What to produce: Going line by line through the entries below, count those that contain "payload". Give the number by itself.

Data:
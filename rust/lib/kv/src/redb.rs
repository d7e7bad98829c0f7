use std::path::Path;
use std::sync::Arc;

use redb::{Database, TableDefinition};
use tracing::debug;

use crate::error::KVError;
use crate::traits::KVStore;

const DOCUMENTS: TableDefinition<&str, &[u8]> = TableDefinition::new("documents");

fn storage<E: std::fmt::Display>(e: E) -> KVError {
    KVError::Storage(e.to_string())
}

/// KVStore backed by redb, a pure-Rust embedded database. Every write is
/// its own transaction.
pub struct RedbStore {
    db: Arc<Database>,
}

impl RedbStore {
    /// Open or create a redb database at the given path.
    pub fn open(path: &Path) -> Result<Self, KVError> {
        let db = Database::create(path).map_err(storage)?;

        // Create the table up front so readers never see it missing.
        let txn = db.begin_write().map_err(storage)?;
        {
            let _table = txn.open_table(DOCUMENTS).map_err(storage)?;
        }
        txn.commit().map_err(storage)?;

        debug!("RedbStore: opened {:?}", path);
        Ok(Self { db: Arc::new(db) })
    }
}

impl KVStore for RedbStore {
    fn get(&self, key: &str) -> Result<Option<Vec<u8>>, KVError> {
        let txn = self.db.begin_read().map_err(storage)?;
        let table = txn.open_table(DOCUMENTS).map_err(storage)?;
        let value = table.get(key).map_err(storage)?;
        Ok(value.map(|v| v.value().to_vec()))
    }

    fn set(&self, key: &str, value: &[u8]) -> Result<(), KVError> {
        let txn = self.db.begin_write().map_err(storage)?;
        {
            let mut table = txn.open_table(DOCUMENTS).map_err(storage)?;
            table.insert(key, value).map_err(storage)?;
        }
        txn.commit().map_err(storage)
    }

    fn delete(&self, key: &str) -> Result<(), KVError> {
        let txn = self.db.begin_write().map_err(storage)?;
        {
            let mut table = txn.open_table(DOCUMENTS).map_err(storage)?;
            table.remove(key).map_err(storage)?;
        }
        txn.commit().map_err(storage)
    }

    fn scan(&self, prefix: &str) -> Result<Vec<(String, Vec<u8>)>, KVError> {
        let txn = self.db.begin_read().map_err(storage)?;
        let table = txn.open_table(DOCUMENTS).map_err(storage)?;

        let mut results = Vec::new();
        for entry in table.range(prefix..).map_err(storage)? {
            let (key, value) = entry.map_err(storage)?;
            let key = key.value().to_string();
            if !key.starts_with(prefix) {
                break;
            }
            results.push((key, value.value().to_vec()));
        }
        Ok(results)
    }
}

#[cfg(test)]
mod tests {
    use super::*;

    fn open_store() -> (RedbStore, tempfile::TempDir) {
        let dir = tempfile::tempdir().unwrap();
        let store = RedbStore::open(&dir.path().join("test.redb")).unwrap();
        (store, dir)
    }

    #[test]
    fn set_get_delete() {
        let (store, _dir) = open_store();
        store.set("catalog:genre:1", b"fantasy").unwrap();
        assert_eq!(store.get("catalog:genre:1").unwrap(), Some(b"fantasy".to_vec()));

        store.delete("catalog:genre:1").unwrap();
        assert_eq!(store.get("catalog:genre:1").unwrap(), None);
    }

    #[test]
    fn delete_missing_key_is_ok() {
        let (store, _dir) = open_store();
        store.delete("catalog:genre:nope").unwrap();
    }

    #[test]
    fn scan_stops_at_prefix_boundary() {
        let (store, _dir) = open_store();
        store.set("catalog:book:a", b"1").unwrap();
        store.set("catalog:book:b", b"2").unwrap();
        store.set("catalog:bookinstance:a", b"3").unwrap();
        store.set("catalog:author:a", b"4").unwrap();

        let books = store.scan("catalog:book:").unwrap();
        let keys: Vec<&str> = books.iter().map(|(k, _)| k.as_str()).collect();
        assert_eq!(keys, vec!["catalog:book:a", "catalog:book:b"]);
    }

    #[test]
    fn data_survives_reopen() {
        let dir = tempfile::tempdir().unwrap();
        let path = dir.path().join("persist.redb");
        {
            let store = RedbStore::open(&path).unwrap();
            store.set("catalog:author:x", b"Austen").unwrap();
        }
        let store = RedbStore::open(&path).unwrap();
        assert_eq!(store.get("catalog:author:x").unwrap(), Some(b"Austen".to_vec()));
    }
}
use axum::response::{IntoResponse, Redirect, Response};
use axum::Json;
use serde_json::{Map, Value};

use locallib_core::ServiceError;

/// What a controller decided to do with a request.
#[derive(Debug, Clone, PartialEq)]
pub enum Page {
    /// Render `template` with `context`.
    Render {
        template: &'static str,
        context: Value,
    },
    /// Send the client to another URL.
    Redirect(String),
}

impl Page {
    pub fn render(template: &'static str, context: Value) -> Self {
        Page::Render { template, context }
    }

    pub fn redirect(url: impl Into<String>) -> Self {
        Page::Redirect(url.into())
    }

    pub fn template(&self) -> Option<&str> {
        match self {
            Page::Render { template, .. } => Some(template),
            Page::Redirect(_) => None,
        }
    }

    pub fn context(&self) -> Option<&Value> {
        match self {
            Page::Render { context, .. } => Some(context),
            Page::Redirect(_) => None,
        }
    }

    pub fn redirect_target(&self) -> Option<&str> {
        match self {
            Page::Redirect(url) => Some(url),
            Page::Render { .. } => None,
        }
    }

    /// Turn the page into an HTTP response. Redirects use 303 See Other.
    pub fn into_response_with(self, views: &dyn ViewRenderer) -> Result<Response, ServiceError> {
        match self {
            Page::Render { template, context } => views.render(template, &context),
            Page::Redirect(url) => Ok(Redirect::to(&url).into_response()),
        }
    }
}

/// Produces a response body from a template name and its payload.
pub trait ViewRenderer: Send + Sync {
    fn render(&self, template: &str, context: &Value) -> Result<Response, ServiceError>;
}

/// Renders the payload as JSON, with the template name under `"view"`.
pub struct JsonRenderer;

impl ViewRenderer for JsonRenderer {
    fn render(&self, template: &str, context: &Value) -> Result<Response, ServiceError> {
        let mut body = Map::new();
        body.insert("view".into(), Value::String(template.to_string()));
        match context {
            Value::Object(fields) => {
                for (k, v) in fields {
                    body.insert(k.clone(), v.clone());
                }
            }
            Value::Null => {}
            other => {
                body.insert("context".into(), other.clone());
            }
        }
        Ok(Json(Value::Object(body)).into_response())
    }
}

Exercise output: 2